Adriana Negreiros: Quando esta entrevista for publicada, as eleições provavelmente já estarão definidas.
Jabor: Já vamos ter a Dilma tomando conta da nossa vida.
Adriana Negreiros: Existe uma diferença considerável em ter uma mulher presidente em vez de um homem?
Jabor: Nenhuma. A diferença não é de
sexo, é de preparo. O Lula é um homem extremamente carismático e tem uma
experiência política espantosa. Talvez seja o político mais esperto do
Brasil, um dos maiores atores do mundo. E ele resolver fazer um terceiro
mandato por intermédio de uma representante que ele inventou. A Dilma
não tem competência nenhuma. Mas eu acho que - eu vou dizer uma frase
absolutamente hipotética, eu posso estar enganado - inconscientemente
Lula preferiu uma mulher na Presidência por uma questão machista de
controle. Eu não sei se ele teria posto um homem mais culto, mais
inteligente e tão forte quanto ele para sucedê-lo. É uma coisa parecida
com o que o Fernando Collor de Melo fez botando aquela senhora [Zélia
Cardoso] para dirigir a economia brasileira. É um pouco de machismo,
"mulher a gente controla". Mas as pessoas que estão em torno da Dilma me
preocupam mais do que ela própria - com exceção de Antônio Palocci
[ex-ministro da Fazenda e coordenador da campanha de Dilma], que é um
homem sensato.
Adriana Negreiros: Como assim?
Jabor: O que eu temo é que teses e
posturas ideológicas e políticas de 40, 50 anos atrás voltem para a
pauta brasileira de uma forma absolutamente arcaica. Essas pessoas que
acompanham a Dilma se consideram superiores e acham que podem ditar os
rumos da sociedade. Pode haver uma união muito estranha do clientelismo
típico do PMDB com o sovietismo. Imagina um Stalin [líder soviético,
morto em 1953] misturado com José Sarney [presidente do senado]? Esse é o
perigo que nós corremos.
Adriana Negreiros: Quem seria o Stalin do governo?

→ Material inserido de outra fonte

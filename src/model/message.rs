//! Message record types for the forwarding loop.

use chrono::NaiveDateTime;
use serde::{Deserialize, Serialize};

/// Summary of one upstream message, as returned by a paginated listing.
#[derive(Debug, Clone, PartialEq, Eq, Serialize, Deserialize)]
pub struct MessageSummary {
    /// Stable identifier used for deduplication across runs.
    pub id: String,
    pub subject: String,
    pub sender: String,
    pub sent_at: NaiveDateTime,
    /// Unread flag, when the source reports one.
    pub unread: Option<bool>,
}

/// Full content of one upstream message.
#[derive(Debug, Clone, PartialEq, Eq, Serialize, Deserialize)]
pub struct MessageContent {
    pub subject: String,
    pub sender: String,
    /// Display form of the sent date, passed through verbatim.
    pub date: String,
    /// Body text; may arrive base64 transport-encoded.
    pub body: String,
}
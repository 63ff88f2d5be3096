//! biuro CLI - invoice PDF generation tool

use std::path::PathBuf;

use clap::Parser;
use colored::Colorize;

use biuro::Config;

#[derive(Parser)]
#[command(name = "biuro")]
#[command(version)]
#[command(about = "Render KSeF invoice XML to a paginated PDF", long_about = None)]
struct Cli {
    /// Input KSeF XML file
    #[arg(value_name = "FILE")]
    input: PathBuf,

    /// Output directory for the generated PDF (env: OUTPUT_DIR)
    #[arg(short, long, value_name = "DIR")]
    output_dir: Option<PathBuf>,

    /// TTF font for native-character rendering
    #[arg(long, value_name = "FILE", env = "INVOICE_FONT")]
    font: Option<PathBuf>,

    /// Override the KSeF tracking number printed in the header
    #[arg(long, value_name = "NUMBER", env = "KSEF_NUMBER")]
    ksef_number: Option<String>,
}

fn main() {
    // .env first, so its keys are visible to clap's env fallbacks.
    dotenvy::dotenv().ok();
    env_logger::init();

    let cli = Cli::parse();

    let mut config = Config::from_env();
    if let Some(dir) = cli.output_dir {
        config.output_dir = dir;
    }
    if let Some(font) = cli.font {
        config.font_path = Some(font);
    }
    if let Some(number) = cli.ksef_number.filter(|n| !n.is_empty()) {
        config.tracking_override = Some(number);
    }

    match biuro::generate_file(&cli.input, &config) {
        Ok(path) => {
            println!("{} {}", "Generated".green().bold(), path.display());
        }
        Err(e) => {
            eprintln!("{}: {}", "Error".red().bold(), e);
            std::process::exit(1);
        }
    }
}
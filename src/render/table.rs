//! Item table rendering: header, rows, summary, and the separator pass.
//!
//! Row heights are measured before any ink is committed, because bordered
//! cells need a height agreed upon in advance. Vertical column separators
//! are drawn once per page segment after all rows are known — drawing them
//! per row would leave seams at row boundaries.

use crate::layout::{Align, Canvas, Edges, FontStyle, MARGIN};
use crate::model::{InvoiceRecord, LineItem};

use super::aggregate::Totals;
use super::labels::Labels;
use super::{
    money, Surface, LINE_H_LARGE, LINE_H_SMALL, MIN_ROW_HEIGHT, ROW_H_PER_LINE,
};

/// Column widths in declared order: sequence no., description, quantity,
/// unit, unit price, net price, tax rate, tax amount, gross value.
pub(crate) const WIDTHS: [f32; 9] = [8.0, 50.0, 12.0, 10.0, 20.0, 20.0, 21.0, 15.0, 20.0];

/// One contiguous vertical span of the table on a single page.
struct Segment {
    page: usize,
    top: f32,
    bottom: f32,
}

/// Tracks table spans across page breaks for the separator pass.
struct Separators {
    segments: Vec<Segment>,
    page: usize,
    top: f32,
}

impl Separators {
    fn start(canvas: &Canvas) -> Self {
        let (_, y) = canvas.xy();
        Self {
            segments: Vec::new(),
            page: canvas.current_page(),
            top: y,
        }
    }

    /// Close the span on the previous page and open one at the top of the
    /// new page.
    fn page_broken(&mut self, canvas: &Canvas, previous_bottom: f32) {
        self.segments.push(Segment {
            page: self.page,
            top: self.top,
            bottom: previous_bottom,
        });
        self.page = canvas.current_page();
        self.top = canvas.xy().1;
    }

    fn finish(mut self, canvas: &Canvas) -> Vec<Segment> {
        let (_, bottom) = canvas.xy();
        self.segments.push(Segment {
            page: self.page,
            top: self.top,
            bottom,
        });
        self.segments
    }
}

/// Render the item table and return the accumulated totals.
pub(crate) fn draw_items(
    canvas: &mut Canvas,
    surface: &Surface,
    labels: &Labels,
    record: &InvoiceRecord,
) -> Totals {
    let mut separators = Separators::start(canvas);

    draw_header_row(canvas, surface, labels, &record.currency);

    let mut totals = Totals::new();
    for (index, item) in record.items.iter().enumerate() {
        draw_row(canvas, surface, index + 1, item, &mut separators);
        totals.add(item);
    }

    draw_summary(canvas, surface, labels, record, &totals, &mut separators);

    // Separator pass: one vertical rule per column boundary, spanning from
    // the header's top to the summary's bottom within each page segment.
    let offsets = column_offsets();
    for segment in separators.finish(canvas) {
        for x in &offsets {
            canvas.vline(segment.page, *x, segment.top, segment.bottom);
        }
    }

    totals
}

/// Column boundary x-offsets: the running sum of widths from the left
/// margin, including both outer edges.
fn column_offsets() -> Vec<f32> {
    let mut offsets = vec![MARGIN];
    let mut x = MARGIN;
    for w in WIDTHS {
        x += w;
        offsets.push(x);
    }
    offsets
}

/// Header row. Each label may wrap (they vary by locale and can be long);
/// the row height is the maximum measured height across all columns, and
/// every header cell is drawn at that shared height. The header draws its
/// own separator segments so the sub-region reads as a unit even before
/// the full-table pass runs.
fn draw_header_row(canvas: &mut Canvas, surface: &Surface, labels: &Labels, currency: &str) {
    canvas.set_font(FontStyle::Bold, 8.0);

    let headers: [(String, Align); 9] = [
        (surface.prepare(labels.col_no), Align::Center),
        (surface.prepare(labels.col_description), Align::Left),
        (surface.prepare(labels.col_quantity), Align::Center),
        (surface.prepare(labels.col_unit), Align::Center),
        (surface.prepare(labels.col_unit_price), Align::Right),
        (surface.prepare(labels.col_net), Align::Right),
        (surface.prepare(labels.col_tax_rate), Align::Center),
        (surface.prepare(labels.col_tax), Align::Right),
        (surface.prepare(&labels.value_header(currency)), Align::Right),
    ];

    let max_lines = headers
        .iter()
        .zip(WIDTHS)
        .map(|((text, _), w)| canvas.measure(w, text))
        .max()
        .unwrap_or(1);
    let header_h = LINE_H_LARGE.max(max_lines as f32 * LINE_H_SMALL);

    let (x0, y0) = canvas.xy();
    let mut x = x0;
    for ((text, align), w) in headers.iter().zip(WIDTHS) {
        canvas.set_xy(x, y0);
        draw_wrapped_cell(canvas, w, header_h, text, *align);
        x += w;
    }

    canvas.hline(x0, x, y0);
    canvas.hline(x0, x, y0 + header_h);
    let page = canvas.current_page();
    for offset in column_offsets() {
        canvas.vline(page, offset, y0, y0 + header_h);
    }

    canvas.set_xy(x0, y0 + header_h);
}

/// Draw wrapped text vertically centered inside a fixed-height cell,
/// without moving the caller's notion of the cursor.
fn draw_wrapped_cell(canvas: &mut Canvas, w: f32, h: f32, text: &str, align: Align) {
    let (x, y) = canvas.xy();
    let lines = canvas.wrap(text, w);
    let text_h = lines.len() as f32 * LINE_H_SMALL;
    let mut line_y = y + (h - text_h) / 2.0;
    for line in lines {
        canvas.set_xy(x, line_y);
        canvas.cell(w, LINE_H_SMALL, &line, align, Edges::NONE);
        line_y += LINE_H_SMALL;
    }
    canvas.set_xy(x, y);
}

/// One item row. The wrapped description height is measured first; the
/// sequence cell and every fixed-content cell are then drawn at that agreed
/// height. The description block carries left/top/right edges only — its
/// bottom is implied by the next row's top edge or the summary's.
fn draw_row(
    canvas: &mut Canvas,
    surface: &Surface,
    index: usize,
    item: &LineItem,
    separators: &mut Separators,
) {
    canvas.set_font(FontStyle::Regular, 8.0);

    let description = surface.prepare(&item.description);
    let lines = canvas.measure(WIDTHS[1], &description);
    let row_h = MIN_ROW_HEIGHT.max(lines as f32 * ROW_H_PER_LINE);

    let (_, y_before) = canvas.xy();
    if canvas.ensure(row_h) {
        separators.page_broken(canvas, y_before);
    }

    let (x0, y0) = canvas.xy();
    canvas.cell(
        WIDTHS[0],
        row_h,
        &index.to_string(),
        Align::Center,
        Edges::HORIZONTAL,
    );

    let (desc_x, desc_y) = canvas.xy();
    canvas.multi_cell(
        WIDTHS[1],
        ROW_H_PER_LINE,
        &description,
        Align::Left,
        Edges::OPEN_BOTTOM,
    );
    canvas.set_xy(desc_x + WIDTHS[1], desc_y);

    let cells: [(usize, String, Align); 7] = [
        (2, surface.prepare(&item.quantity), Align::Center),
        (3, surface.prepare(&item.unit), Align::Center),
        (4, money(item.unit_price), Align::Right),
        (5, money(item.net), Align::Right),
        (6, surface.prepare(&item.tax_rate.label()), Align::Center),
        (7, money(item.tax_amount), Align::Right),
        (8, money(item.gross), Align::Right),
    ];
    for (col, value, align) in cells {
        canvas.cell(WIDTHS[col], row_h, &value, align, Edges::HORIZONTAL);
    }

    canvas.set_xy(x0, y0 + row_h);
}

/// Totals row plus the single "by rate" breakdown row.
///
/// The breakdown intentionally shows one rate bucket labeled from the first
/// line item, matching the established document format even when several
/// rates appear; see DESIGN.md.
fn draw_summary(
    canvas: &mut Canvas,
    surface: &Surface,
    labels: &Labels,
    record: &InvoiceRecord,
    totals: &Totals,
    separators: &mut Separators,
) {
    let (_, y_before) = canvas.xy();
    if canvas.ensure(2.0 * LINE_H_LARGE) {
        separators.page_broken(canvas, y_before);
    }

    canvas.set_font(FontStyle::Bold, 8.0);
    let rate_label = record
        .items
        .first()
        .map(|item| surface.prepare(&item.tax_rate.label()))
        .unwrap_or_default();

    let total_cells: [(String, Align); 9] = [
        (String::new(), Align::Left),
        (surface.prepare(labels.total), Align::Right),
        (String::new(), Align::Left),
        (String::new(), Align::Left),
        (String::new(), Align::Left),
        (money(totals.net), Align::Right),
        (rate_label.clone(), Align::Center),
        (money(totals.tax), Align::Right),
        (money(totals.gross), Align::Right),
    ];
    draw_summary_row(canvas, &total_cells);

    let rates_cells: [(String, Align); 9] = [
        (String::new(), Align::Left),
        (surface.prepare(labels.by_rates), Align::Right),
        (String::new(), Align::Left),
        (String::new(), Align::Left),
        (String::new(), Align::Left),
        (money(totals.net), Align::Right),
        (rate_label, Align::Center),
        (money(totals.tax), Align::Right),
        (String::new(), Align::Left),
    ];
    draw_summary_row(canvas, &rates_cells);
}

fn draw_summary_row(canvas: &mut Canvas, cells: &[(String, Align); 9]) {
    let (x0, y0) = canvas.xy();
    for ((value, align), w) in cells.iter().zip(WIDTHS) {
        canvas.cell(w, LINE_H_LARGE, value, *align, Edges::HORIZONTAL);
    }
    canvas.set_xy(x0, y0 + LINE_H_LARGE);
}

Jabor: O pensamento da maioria das
pessoas que estão em volta da Dilma tem ecos stalinistas. Eu conheci
vários deles. Conheço o Marco Aurélio Garcia [coordenador do programa de
governo da Dilma], o Samuel Pereira Guimarães [ministro de Assuntos
Estratégicos]. Não é que eles sejam ainda stalinistas, mas fica uma
espécie de resquício de um pensamento socialista que acabou. O perigo é
essa oligarquia arcaica, reacionária e de direita representada por pessoas
como Sarney e Renan Calheiros [senador] ser misturada com uma
oligarquia sindicalista. A mistura dessas duas coisas é explosiva. A
gente pode ter aqui não o chavismo chavista porque o Brasil é muito
complexo e não comporta um canalha como o Hugo Chávez [presidente da
Venezuela]. Mas pode pintar uma espécie de chavismo light.
Adriana Negreiros: Por que corremos mais esse risco com a Dilma do que com outro candidato?

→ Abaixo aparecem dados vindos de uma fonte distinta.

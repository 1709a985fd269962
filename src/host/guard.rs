//! Device interface guard.

use std::{
    collections::HashSet,
    io::{Error, ErrorKind, Result},
    sync::{LazyLock, Mutex},
};

/// Bus number, device address and interface number.
type InterfaceLocation = (u8, u8, u8);

static OPEN: LazyLock<Mutex<HashSet<InterfaceLocation>>> = LazyLock::new(|| Mutex::new(HashSet::new()));

/// Marks an interface of an attached device as opened by this process until dropped.
pub(crate) struct InUseGuard(InterfaceLocation);

impl InUseGuard {
    pub fn new(bus: u8, address: u8, interface: u8) -> Result<Self> {
        let location = (bus, address, interface);
        let mut open = OPEN.lock().unwrap();

        if !open.insert(location) {
            return Err(Error::new(
                ErrorKind::ResourceBusy,
                format!("MIDI interface {interface} of device {bus}-{address} is already open"),
            ));
        }

        Ok(Self(location))
    }
}

impl Drop for InUseGuard {
    fn drop(&mut self) {
        let mut open = OPEN.lock().unwrap();
        open.remove(&self.0);
    }
}
use std::io::ErrorKind;

use usbh_midi::{MidiPort, MidiTransport, UsbHostMidiTransport, MIDI_MAX_SYSEX_SIZE};

mod util;
use util::*;

const SEED: u64 = 12523;
const TEST_MESSAGES: usize = 200;

fn send(transport: &mut UsbHostMidiTransport<MockPipe>, msg: &[u8]) {
    assert!(transport.begin_transmission(msg[0]));
    for &b in msg {
        transport.write(b);
    }
    transport.end_transmission().expect("send failed");
}

fn read_bytes(transport: &mut UsbHostMidiTransport<MockPipe>, len: usize) -> Vec<u8> {
    let mut data = Vec::with_capacity(len);
    while data.len() < len {
        let n = transport.available().expect("receive failed");
        assert!(n > 0, "no data after {} of {len} bytes", data.len());
        for _ in 0..n {
            data.push(transport.read().expect("byte announced but not readable"));
        }
    }
    data
}

#[test]
fn sends_channel_messages() {
    init_log();

    let mut transport = UsbHostMidiTransport::with_cable(MockPipe::new(64), 2).unwrap();
    transport.begin();
    send(&mut transport, &[0x90, 60, 100]);
    send(&mut transport, &[0xc3, 12]);
    send(&mut transport, &[0xf8]);
    assert_eq!(transport.tx_status(), 0xf8);

    let sent = &transport.port().get_ref().sent;
    assert_eq!(sent, &[vec![0x29, 0x90, 60, 100], vec![0x2c, 0xc3, 12, 0], vec![0x2f, 0xf8, 0, 0]]);
}

#[test]
fn rejects_invalid_cable() {
    let err = UsbHostMidiTransport::with_cable(MockPipe::new(64), 16).unwrap_err();
    assert_eq!(err.kind(), ErrorKind::InvalidInput);

    let transport = UsbHostMidiTransport::from_port(MidiPort::new(MockPipe::new(64)), 15).unwrap();
    assert_eq!(transport.cable(), 15);
}

#[test]
fn sysex_loopback() {
    init_log();

    let mut data = TestData::new(SEED);
    let mut transport = UsbHostMidiTransport::new(MockPipe::loopback(64));
    transport.begin();

    for n in 0..TEST_MESSAGES {
        let len = data.next_len(MIDI_MAX_SYSEX_SIZE);
        let msg = data.sysex(len);
        send(&mut transport, &msg);

        let received = read_bytes(&mut transport, len);
        assert_eq!(received, msg, "message {n} of {len} bytes mismatch");
        assert_eq!(transport.available().unwrap(), 0, "extra data after message {n}");
    }

    let transfers = &transport.port().get_ref().sent;
    assert!(transfers.iter().all(|t| t.len() <= 64 && t.len() % 4 == 0));
}

#[test]
fn sysex_respects_small_max_packet_size() {
    let mut transport = UsbHostMidiTransport::new(MockPipe::new(8));
    send(&mut transport, &[0xf0, 0x43, 0x10, 0x4c, 0x00, 0x00, 0x7e, 0x00, 0xf7]);

    let sent = &transport.port().get_ref().sent;
    assert_eq!(sent, &[vec![0x04, 0xf0, 0x43, 0x10, 0x04, 0x4c, 0x00, 0x00], vec![0x07, 0x7e, 0x00, 0xf7]]);
}

#[test]
fn oversized_sysex_is_rejected() {
    let mut transport = UsbHostMidiTransport::new(MockPipe::new(64));

    transport.begin_transmission(0xf0);
    transport.write(0xf0);
    for _ in 0..300 {
        transport.write(0x11);
    }
    transport.write(0xf7);

    let err = transport.end_transmission().unwrap_err();
    assert_eq!(err.kind(), ErrorKind::InvalidInput);
    assert!(transport.port().get_ref().sent.is_empty());

    // the transport stays usable
    send(&mut transport, &[0xb0, 64, 127]);
    assert_eq!(transport.port().get_ref().sent.len(), 1);
}

#[test]
fn receives_only_own_cable() {
    let pipe = MockPipe::new(64).with_incoming(&[
        0x19, 0x91, 60, 100, // cable 1
        0x0b, 0xb0, 1, 64, // cable 0
        0x39, 0x90, 61, 100, // cable 3
    ]);
    let mut transport = UsbHostMidiTransport::new(pipe);
    transport.begin();

    assert_eq!(transport.available().unwrap(), 3);
    assert_eq!(read_bytes(&mut transport, 3), [0xb0, 1, 64]);
    assert_eq!(transport.available().unwrap(), 0);
    assert_eq!(transport.read(), None);
}

#[test]
fn receives_system_messages() {
    let pipe = MockPipe::new(64).with_incoming(&[
        0x0f, 0xf8, 0, 0, // timing clock
        0x05, 0xf6, 0, 0, // tune request
        0x02, 0xf3, 7, 0, // song select
        0x03, 0xf2, 0x10, 0x02, // song position
    ]);
    let mut transport = UsbHostMidiTransport::new(pipe);
    transport.begin();

    assert_eq!(transport.available().unwrap(), 1);
    assert_eq!(transport.read(), Some(0xf8));
    assert_eq!(transport.available().unwrap(), 1);
    assert_eq!(transport.read(), Some(0xf6));
    assert_eq!(transport.available().unwrap(), 2);
    assert_eq!(read_bytes(&mut transport, 2), [0xf3, 7]);
    assert_eq!(read_bytes(&mut transport, 3), [0xf2, 0x10, 0x02]);
}

#[test]
fn begin_discards_pending_bytes() {
    let pipe = MockPipe::new(64).with_incoming(&[0x09, 0x90, 60, 1]);
    let mut transport = UsbHostMidiTransport::new(pipe);

    assert_eq!(transport.available().unwrap(), 3);
    assert_eq!(transport.read(), Some(0x90));
    transport.begin();
    assert_eq!(transport.read(), None);
    assert_eq!(transport.available().unwrap(), 0);
}

#[test]
fn transfer_errors_are_reported() {
    let mut pipe = MockPipe::new(64);
    pipe.fail = Some(ErrorKind::BrokenPipe);
    let mut transport = UsbHostMidiTransport::new(pipe);

    assert_eq!(transport.available().unwrap_err().kind(), ErrorKind::BrokenPipe);
    transport.begin_transmission(0x80);
    transport.write(0x80);
    transport.write(60);
    transport.write(0);
    assert_eq!(transport.end_transmission().unwrap_err().kind(), ErrorKind::BrokenPipe);
}

#[test]
fn port_reads_raw_packets() {
    let pipe = MockPipe::new(64).with_incoming(&[0x24, 0xf0, 0x41, 0x10, 0x26, 0x42, 0xf7, 0]);
    let mut port = MidiPort::new(pipe);

    let mut raw = [0; 4];
    assert_eq!(port.recv_raw(&mut raw).unwrap(), 3);
    assert_eq!(raw, [0x24, 0xf0, 0x41, 0x10]);
    assert_eq!(port.recv_raw(&mut raw).unwrap(), 2);
    assert_eq!(raw, [0x26, 0x42, 0xf7, 0]);
    assert_eq!(port.recv_raw(&mut raw).unwrap(), 0);
}

#[cfg(feature = "host")]
#[tokio::test]
#[ignore = "USB-MIDI device required"]
async fn host() {
    use std::time::Duration;
    use tokio::time::timeout;
    use usbh_midi::host::{connect, find_devices, UsbMidiDevice};

    const IDENTITY_REQUEST: &[u8] = &[0xf0, 0x7e, 0x7f, 0x06, 0x01, 0xf7];

    init_log();

    let devs = find_devices(&rusb::GlobalContext::default()).expect("cannot list devices");
    let dev = devs.first().expect("no USB-MIDI device found");
    println!("Using device: {dev:?}");

    let dev = UsbMidiDevice::open(dev).expect("cannot open device");
    println!("Opened {:04x}:{:04x} on interface {}", dev.id_vendor(), dev.id_product(), dev.interface());
    assert!(dev.is_running());

    let (tx, mut rx) = connect(dev).await.expect("cannot connect");

    println!("Sending identity request");
    tx.send(0, IDENTITY_REQUEST).await.expect("send failed");

    match timeout(Duration::from_secs(2), rx.recv()).await {
        Ok(event) => println!("Received: {:02x?}", event.expect("receive failed")),
        Err(_) => println!("Device did not answer identity request"),
    }

    drop(tx);
    drop(rx);
}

Jabor: Porque a Dilma é formada dentro do
marxismo-leninismo, como eu fui também. Eu conheço a cabeça da Dilma e
das pessoas em volta como se fosse a palma da minha mão. Eu sei como
eles pensam.
Adriana Negreiros: Como eles pensam?
Jabor: Basicamente o seguinte... "nós
somos superiores à sociedade. Nós temos uma linha justa, Nós sabemos o
que é bom para o mundo. Nós queremos mudar a história e o capitalismo
para outra coisa. Não dá mais para fazer socialismo, mas dá para fazer
umas malandragens. Nós temos de ter controle sobre a sociedade, porque a
sociedade é como uma criança que precisa de direção, precisa de pai e
mãe". Esse é o pensamento que a Dilma tem, por mais que ela disfarce, dê
sorrisos, por mais que ela mude o penteado e diga que respeita a
democracia.
Adriana Negreiros: Ela não respeita a democracia?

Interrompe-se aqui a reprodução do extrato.